A critical new novel on the drum, the spirit and reconnection.

by

In many African cultures, the drum represents the rhythm of life. Depending on the context, it can symbolize the sound of the heartbeat, the body’s main generator, at work. In simpler terms, it’s the foundation of any musical composition and the sound bed on which messages are laid.

Just as African people are known for weaving the drum’s rhythm into their spiritual and social philosophies, noted author-comedian-sociologist-talk-show host Bertice Berry believes it’s the drum that makes hip hop the dominant rhythmic lifestyle among youth and young adults: “Hip hop is the drum brought back,” she says. “I hear those rhythms … polyrhythmatic things going on, laying one layer on top of another layer. Something’s going on. Then I hear the lyrics and I go, ‘How did they get that far apart?’”

In her newest book, The Haunting of Hip Hop, Berry explores her question through an amalgamation of characters. The story revolves around three central figures. Harry “Freedom” Hudson, the top producer in hip hop, has yet to reach his full musical potential because he lends his abilities to rappers with lifeless messages. Meanwhile Ngozi, an enslaved African drummer who lived long ago, resides in limbo and cannot complete his transition from physical life until the story of his drum is told, preferably to Freedom. Ava Vercher, Freedom’s lawyer and one of the stabilizing influences in his life, appears to be the stereotypically strong black woman, but is truthfully much more complicated.

Berry weaves a host of supporting characters into the lives of these three. In the beginning, it makes for challenging reading, requiring that the reader remain vigilant through a string of short chapters, until pieces of a complex puzzle begin to fall into place. Quick scene changes flow like a soap opera, but make for very fast reading.

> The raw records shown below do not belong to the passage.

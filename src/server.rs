//! HTTP server for the suggestion engine.
//!
//! # Endpoints
//!
//! | Method | Path | Description |
//! |--------|------|-------------|
//! | `GET`  | `/api/suggestions?field=..&q=..` | Contextual suggestions for one field |
//! | `GET`  | `/suggestions?field=..&q=..` | Same handler, unprefixed |
//! | `GET`  | `/health` | Health check (returns version) |
//! | `GET`  | `/` | API banner |
//!
//! # Response Contract
//!
//! Suggestions are always returned as
//! `{ "tags": [], "actions": [], "metrics": [], "patterns": [] }`. A missing,
//! empty, or unparseable query is not an error; it yields the empty bundle.
//! An internal failure returns 500:
//!
//! ```json
//! { "message": "Failed to build suggestions",
//!   "error": { "code": "internal", "message": "Failed to build suggestions" } }
//! ```
//!
//! # CORS
//!
//! All origins, methods, and headers are permitted so the browser form can
//! call the API from another origin.

use anyhow::Context;
use axum::{
    extract::{rejection::QueryRejection, Query, State},
    http::StatusCode,
    response::{IntoResponse, Response},
    routing::get,
    Json, Router,
};
use serde::{Deserialize, Serialize};
use std::sync::Arc;
use tower_http::cors::{Any, CorsLayer};
use tower_http::trace::TraceLayer;

use star_journal_core::models::SuggestionBundle;
use star_journal_core::service::SuggestionService;

use crate::config::Config;
use crate::lexicon::lexicon_from_config;

/// Shared application state passed to all route handlers via Axum's `State` extractor.
#[derive(Clone)]
pub struct AppState {
    service: Arc<SuggestionService>,
}

impl AppState {
    pub fn new(service: SuggestionService) -> Self {
        Self {
            service: Arc::new(service),
        }
    }
}

/// Build the application router. Exposed so tests can drive it in-process.
pub fn router(state: AppState) -> Router {
    let cors = CorsLayer::new()
        .allow_origin(Any)
        .allow_methods(Any)
        .allow_headers(Any);

    Router::new()
        .route("/", get(handle_root))
        .route("/health", get(handle_health))
        .route("/suggestions", get(handle_suggestions))
        .route("/api/suggestions", get(handle_suggestions))
        .layer(TraceLayer::new_for_http())
        .layer(cors)
        .with_state(state)
}

/// Starts the HTTP server.
///
/// Loads the lexicon selected by `[lexicon]`, binds to `[server].bind`, and
/// serves until Ctrl-C.
pub async fn run_server(config: &Config) -> anyhow::Result<()> {
    let lexicon = lexicon_from_config(config)?;
    let state = AppState::new(SuggestionService::new(lexicon));
    let app = router(state);

    let bind_addr = config.server.bind.clone();
    let listener = tokio::net::TcpListener::bind(&bind_addr)
        .await
        .with_context(|| format!("Failed to bind {}", bind_addr))?;

    tracing::info!("suggestion server listening on http://{}", bind_addr);

    axum::serve(listener, app)
        .with_graceful_shutdown(shutdown_signal())
        .await?;

    tracing::info!("suggestion server stopped");
    Ok(())
}

async fn shutdown_signal() {
    if let Err(e) = tokio::signal::ctrl_c().await {
        tracing::warn!("failed to install Ctrl-C handler: {}", e);
        std::future::pending::<()>().await;
    }
}

// ============ Error response ============

#[derive(Serialize)]
struct ErrorBody {
    /// Human-readable message (top level, for simple clients).
    message: String,
    error: ErrorDetail,
}

#[derive(Serialize)]
struct ErrorDetail {
    code: String,
    message: String,
}

/// Internal error type that converts into an Axum HTTP response.
struct AppError {
    status: StatusCode,
    code: String,
    message: String,
}

impl IntoResponse for AppError {
    fn into_response(self) -> Response {
        let body = ErrorBody {
            message: self.message.clone(),
            error: ErrorDetail {
                code: self.code,
                message: self.message,
            },
        };
        (self.status, Json(body)).into_response()
    }
}

fn internal_error(message: impl Into<String>) -> AppError {
    AppError {
        status: StatusCode::INTERNAL_SERVER_ERROR,
        code: "internal".to_string(),
        message: message.into(),
    }
}

// ============ GET / ============

#[derive(Serialize)]
struct BannerResponse {
    message: String,
}

async fn handle_root() -> Json<BannerResponse> {
    Json(BannerResponse {
        message: "STAR Programmer Journal API".to_string(),
    })
}

// ============ GET /health ============

#[derive(Serialize)]
struct HealthResponse {
    status: String,
    version: String,
}

async fn handle_health() -> Json<HealthResponse> {
    Json(HealthResponse {
        status: "ok".to_string(),
        version: env!("CARGO_PKG_VERSION").to_string(),
    })
}

// ============ GET /suggestions ============

/// Query string for `GET /suggestions`. Both parameters are optional.
#[derive(Debug, Deserialize)]
struct SuggestionQuery {
    field: Option<String>,
    q: Option<String>,
}

/// Handler for `GET /suggestions` and `GET /api/suggestions`.
///
/// Returns `200` with a bundle for every well- or ill-formed query, and `500`
/// only when the pipeline itself fails.
async fn handle_suggestions(
    State(state): State<AppState>,
    query: Result<Query<SuggestionQuery>, QueryRejection>,
) -> Result<Json<SuggestionBundle>, AppError> {
    let Query(query) = match query {
        Ok(q) => q,
        Err(rejection) => {
            tracing::debug!("unreadable suggestion query treated as empty: {}", rejection);
            return Ok(Json(SuggestionBundle::empty()));
        }
    };

    let bundle = state
        .service
        .suggest(query.field.as_deref(), query.q.as_deref())
        .map_err(|e| {
            tracing::error!(field = ?query.field, "suggestion request failed: {:#}", e);
            internal_error("Failed to build suggestions")
        })?;

    Ok(Json(bundle))
}
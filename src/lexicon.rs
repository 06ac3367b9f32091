//! Lexicon loading.
//!
//! The suggestion lexicon is static configuration: either the built-in
//! table from `star-journal-core` or a TOML file whose top-level tables are
//! keywords, for example:
//!
//! ```toml
//! [rust]
//! tags = ["rust", "systems"]
//! actions = ["removed unsafe blocks"]
//! metrics = ["reduced allocations"]
//! patterns = ["newtype", "builder"]
//! ```
//!
//! Missing lists default to empty. Keys are matched case-insensitively, and
//! a key that extraction can never produce (`"ci/cd"`, `"node js"`, a stop
//! word) is rejected. The result is built once at start-up and
//! shared read-only behind an `Arc`.

use anyhow::{bail, Context, Result};
use std::collections::BTreeMap;
use std::path::Path;
use std::sync::Arc;

use star_journal_core::keywords::is_keyword;
use star_journal_core::lexicon::{Lexicon, LexiconEntry};

use crate::config::Config;

pub fn parse_lexicon(content: &str) -> Result<Lexicon> {
    let entries: BTreeMap<String, LexiconEntry> =
        toml::from_str(content).with_context(|| "Failed to parse lexicon")?;

    let unreachable: Vec<&str> = entries
        .keys()
        .map(String::as_str)
        .filter(|key| !is_keyword(&key.trim().to_lowercase()))
        .collect();
    if !unreachable.is_empty() {
        bail!(
            "Lexicon keys never produced by keyword extraction: {}",
            unreachable.join(", ")
        );
    }

    Ok(Lexicon::from_entries(entries))
}

pub fn load_lexicon(path: &Path) -> Result<Lexicon> {
    let content = std::fs::read_to_string(path)
        .with_context(|| format!("Failed to read lexicon file: {}", path.display()))?;
    parse_lexicon(&content).with_context(|| format!("Invalid lexicon file: {}", path.display()))
}

/// Build the process-wide lexicon selected by `[lexicon]`.
pub fn lexicon_from_config(config: &Config) -> Result<Arc<Lexicon>> {
    let lexicon = match &config.lexicon.path {
        None => Lexicon::builtin(),
        Some(path) => {
            let loaded = load_lexicon(path)?;
            if config.lexicon.extend_builtin {
                let mut merged = Lexicon::builtin();
                merged.extend(loaded.into_entries());
                merged
            } else {
                loaded
            }
        }
    };

    tracing::info!(
        keywords = lexicon.len(),
        source = %config
            .lexicon
            .path
            .as_deref()
            .map(|p| p.display().to_string())
            .unwrap_or_else(|| "builtin".to_string()),
        "lexicon loaded"
    );

    Ok(Arc::new(lexicon))
}

#[cfg(test)]
mod tests {
    use super::*;
    use crate::config::LexiconConfig;

    const RUST_LEXICON: &str = r#"
[rust]
tags = ["rust", "systems"]
actions = ["removed unsafe blocks"]

[Tokio]
patterns = ["actor tasks"]
"#;

    #[test]
    fn test_parse_lexicon() {
        let lexicon = parse_lexicon(RUST_LEXICON).unwrap();
        assert_eq!(lexicon.len(), 2);
        let rust = lexicon.get("rust").unwrap();
        assert_eq!(rust.tags, vec!["rust", "systems"]);
        assert!(rust.metrics.is_empty());
        assert_eq!(lexicon.get("tokio").unwrap().patterns, vec!["actor tasks"]);
    }

    #[test]
    fn test_parse_rejects_wrong_shape() {
        assert!(parse_lexicon("rust = \"systems\"").is_err());
        assert!(parse_lexicon("[rust]\ntags = \"systems\"").is_err());
    }

    #[test]
    fn test_parse_rejects_unmatchable_keys() {
        let err = parse_lexicon("[\"ci/cd\"]\ntags = [\"ci\"]\n\n[\"node js\"]\ntags = [\"node\"]\n")
            .unwrap_err();
        let message = err.to_string();
        assert!(message.contains("ci/cd"), "{}", message);
        assert!(message.contains("node js"), "{}", message);

        assert!(parse_lexicon("[the]\ntags = [\"x\"]\n").is_err());
        assert!(parse_lexicon("[\"node.js\"]\ntags = [\"node\"]\n").is_ok());
    }

    #[test]
    fn test_builtin_when_unconfigured() {
        let lexicon = lexicon_from_config(&Config::minimal()).unwrap();
        assert_eq!(lexicon.len(), Lexicon::builtin().len());
    }

    #[test]
    fn test_file_replaces_or_extends_builtin() {
        let dir = tempfile::tempdir().unwrap();
        let path = dir.path().join("lexicon.toml");
        std::fs::write(&path, RUST_LEXICON).unwrap();

        let mut config = Config::minimal();
        config.lexicon = LexiconConfig {
            path: Some(path.clone()),
            extend_builtin: false,
        };
        let replaced = lexicon_from_config(&config).unwrap();
        assert_eq!(replaced.len(), 2);
        assert!(replaced.get("redis").is_none());

        config.lexicon.extend_builtin = true;
        let extended = lexicon_from_config(&config).unwrap();
        assert_eq!(extended.len(), Lexicon::builtin().len() + 2);
        assert!(extended.get("redis").is_some());
        assert!(extended.get("rust").is_some());
    }

    #[test]
    fn test_missing_file_error_names_path() {
        let err = load_lexicon(Path::new("/nonexistent/lexicon.toml")).unwrap_err();
        assert!(err.to_string().contains("/nonexistent/lexicon.toml"));
    }
}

And when the picture becomes clear, The Haunting offers poignant commentary on hip hop’s failure (and potential) to change the world through “the drum.”

At a recent book-signing at Apple Book Center in Detroit, Berry describes Ava’s character as “genius being destroyed, because it doesn’t come in the right form.” However, the same argument might be made about Freedom, the one character who is complicated from the first page. A 20-something player, his appetite for women battles his Southern-influenced upbringing, challenging values instilled by his spiritually rooted grandmother. His corked genius is reminiscent of Marvin Gaye’s. Thus his grandmother, his mother and Ava are the only women he holds in high regard, because they represent his highest ideal — the ultimate rhythm, within ultimate women.

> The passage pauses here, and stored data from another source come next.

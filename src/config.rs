use anyhow::{Context, Result};
use serde::Deserialize;
use std::path::{Path, PathBuf};
use std::time::Duration;

use star_journal_core::prompts::TemplatePrompts;

#[derive(Debug, Deserialize, Clone, Default)]
pub struct Config {
    #[serde(default)]
    pub server: ServerConfig,
    #[serde(default)]
    pub lexicon: LexiconConfig,
    #[serde(default)]
    pub client: ClientConfig,
    /// Prompt and example overrides shown by `starj prompt`.
    #[serde(default)]
    pub template: TemplatePrompts,
}

#[derive(Debug, Deserialize, Clone)]
pub struct ServerConfig {
    #[serde(default = "default_bind")]
    pub bind: String,
}

impl Default for ServerConfig {
    fn default() -> Self {
        Self {
            bind: default_bind(),
        }
    }
}

fn default_bind() -> String {
    "127.0.0.1:5000".to_string()
}

#[derive(Debug, Deserialize, Clone, Default)]
pub struct LexiconConfig {
    /// TOML lexicon file. The built-in table is used when unset.
    #[serde(default)]
    pub path: Option<PathBuf>,
    /// Merge the file over the built-in table instead of replacing it.
    #[serde(default)]
    pub extend_builtin: bool,
}

#[derive(Debug, Deserialize, Clone)]
pub struct ClientConfig {
    #[serde(default = "default_base_url")]
    pub base_url: String,
    #[serde(default = "default_debounce_ms")]
    pub debounce_ms: u64,
    #[serde(default = "default_min_query_chars")]
    pub min_query_chars: usize,
    #[serde(default = "default_discard_stale")]
    pub discard_stale_responses: bool,
    /// 0 leaves the timeout to the transport.
    #[serde(default = "default_request_timeout_secs")]
    pub request_timeout_secs: u64,
}

impl Default for ClientConfig {
    fn default() -> Self {
        Self {
            base_url: default_base_url(),
            debounce_ms: default_debounce_ms(),
            min_query_chars: default_min_query_chars(),
            discard_stale_responses: default_discard_stale(),
            request_timeout_secs: default_request_timeout_secs(),
        }
    }
}

fn default_base_url() -> String {
    "http://127.0.0.1:5000/api".to_string()
}
fn default_debounce_ms() -> u64 {
    350
}
fn default_min_query_chars() -> usize {
    3
}
fn default_discard_stale() -> bool {
    true
}
fn default_request_timeout_secs() -> u64 {
    10
}

impl ClientConfig {
    pub fn debounce(&self) -> Duration {
        Duration::from_millis(self.debounce_ms)
    }

    pub fn request_timeout(&self) -> Option<Duration> {
        (self.request_timeout_secs > 0).then(|| Duration::from_secs(self.request_timeout_secs))
    }
}

impl Config {
    /// Defaults for every section, used when no config file exists.
    pub fn minimal() -> Self {
        Self::default()
    }

    /// Resolve relative paths against the directory holding the config file.
    fn resolve_paths(&mut self, base: &Path) {
        if let Some(path) = &self.lexicon.path {
            if path.is_relative() {
                self.lexicon.path = Some(base.join(path));
            }
        }
    }
}

pub fn parse_config(content: &str) -> Result<Config> {
    let config: Config = toml::from_str(content).with_context(|| "Failed to parse config file")?;
    validate(&config)?;
    Ok(config)
}

fn validate(config: &Config) -> Result<()> {
    if config.server.bind.trim().is_empty() {
        anyhow::bail!("server.bind must not be empty");
    }

    if config.client.debounce_ms == 0 {
        anyhow::bail!("client.debounce_ms must be > 0");
    }

    if config.client.min_query_chars == 0 {
        anyhow::bail!("client.min_query_chars must be >= 1");
    }

    let base = config.client.base_url.as_str();
    if !(base.starts_with("http://") || base.starts_with("https://")) {
        anyhow::bail!(
            "client.base_url must start with http:// or https://, got '{}'",
            base
        );
    }

    if config.lexicon.extend_builtin && config.lexicon.path.is_none() {
        anyhow::bail!("lexicon.extend_builtin requires lexicon.path");
    }

    Ok(())
}

pub fn load_config(path: &Path) -> Result<Config> {
    let content = std::fs::read_to_string(path)
        .with_context(|| format!("Failed to read config file: {}", path.display()))?;

    let mut config = parse_config(&content)?;
    if let Some(dir) = path.parent() {
        config.resolve_paths(dir);
    }
    Ok(config)
}

/// Load `path` when it exists, otherwise fall back to [`Config::minimal`].
pub fn load_or_default(path: &Path) -> Result<Config> {
    if path.exists() {
        load_config(path)
    } else {
        tracing::debug!(path = %path.display(), "config file not found, using defaults");
        Ok(Config::minimal())
    }
}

Berry has a tendency to forecast the issues each character will face — an awkward tactic that makes sense by the end of the book. While Freedom deals with his own incompleteness, Ava, a cultured and civic-minded individual, deals with the habit of marking others by their faults. Charles, a childhood friend who grows up with too many European ways for Ava’s tastes, proves to be a key component in her healing.

Berry’s book, by her own admission, began as a ghost story and maintains mysterious elements that help to give the story a tinge of intrigue and even suspense. Supporting characters such as Johnny, a spirit murdered in boyhood, and Dora, Charles’ deeply spiritual and psychic grandmother, are crucial to understanding the book’s deeper messages. Dora, especially, is an essential character to understanding Berry’s intended scope:

“Old folks have learned some stuff,” Berry says, “and that should be obvious. But it’s not obvious to us, because we’re still holding them responsible for what they did or didn’t do. Yet, they’ve quietly learned some things. At a certain age, you’re closer to the truth, I believe.”

Fiction sometimes makes stronger commentary on real issues because, after all, if it’s too hard to swallow, we can say it’s only fantasy. This dichotomy gives readers an escape, but it plays out effectively in The Haunting of Hip Hop.

Freedom’s frequent lyrical collaborator, gangsta MC Elum N Nation, stands next to Freedom like a monkey beside a mastodon. Similarly hip hop, the drum made perfect, is “haunted” by irresponsibility and cultural disconnection. Berry’s argument is that a medium so powerful wastes itself promoting regressive thought processes. Once it reconnects with its traditional spirit and rhythm, it may, as Chuck D of Public Enemy once commented, become black folks’ CNN and not their Cartoon Network.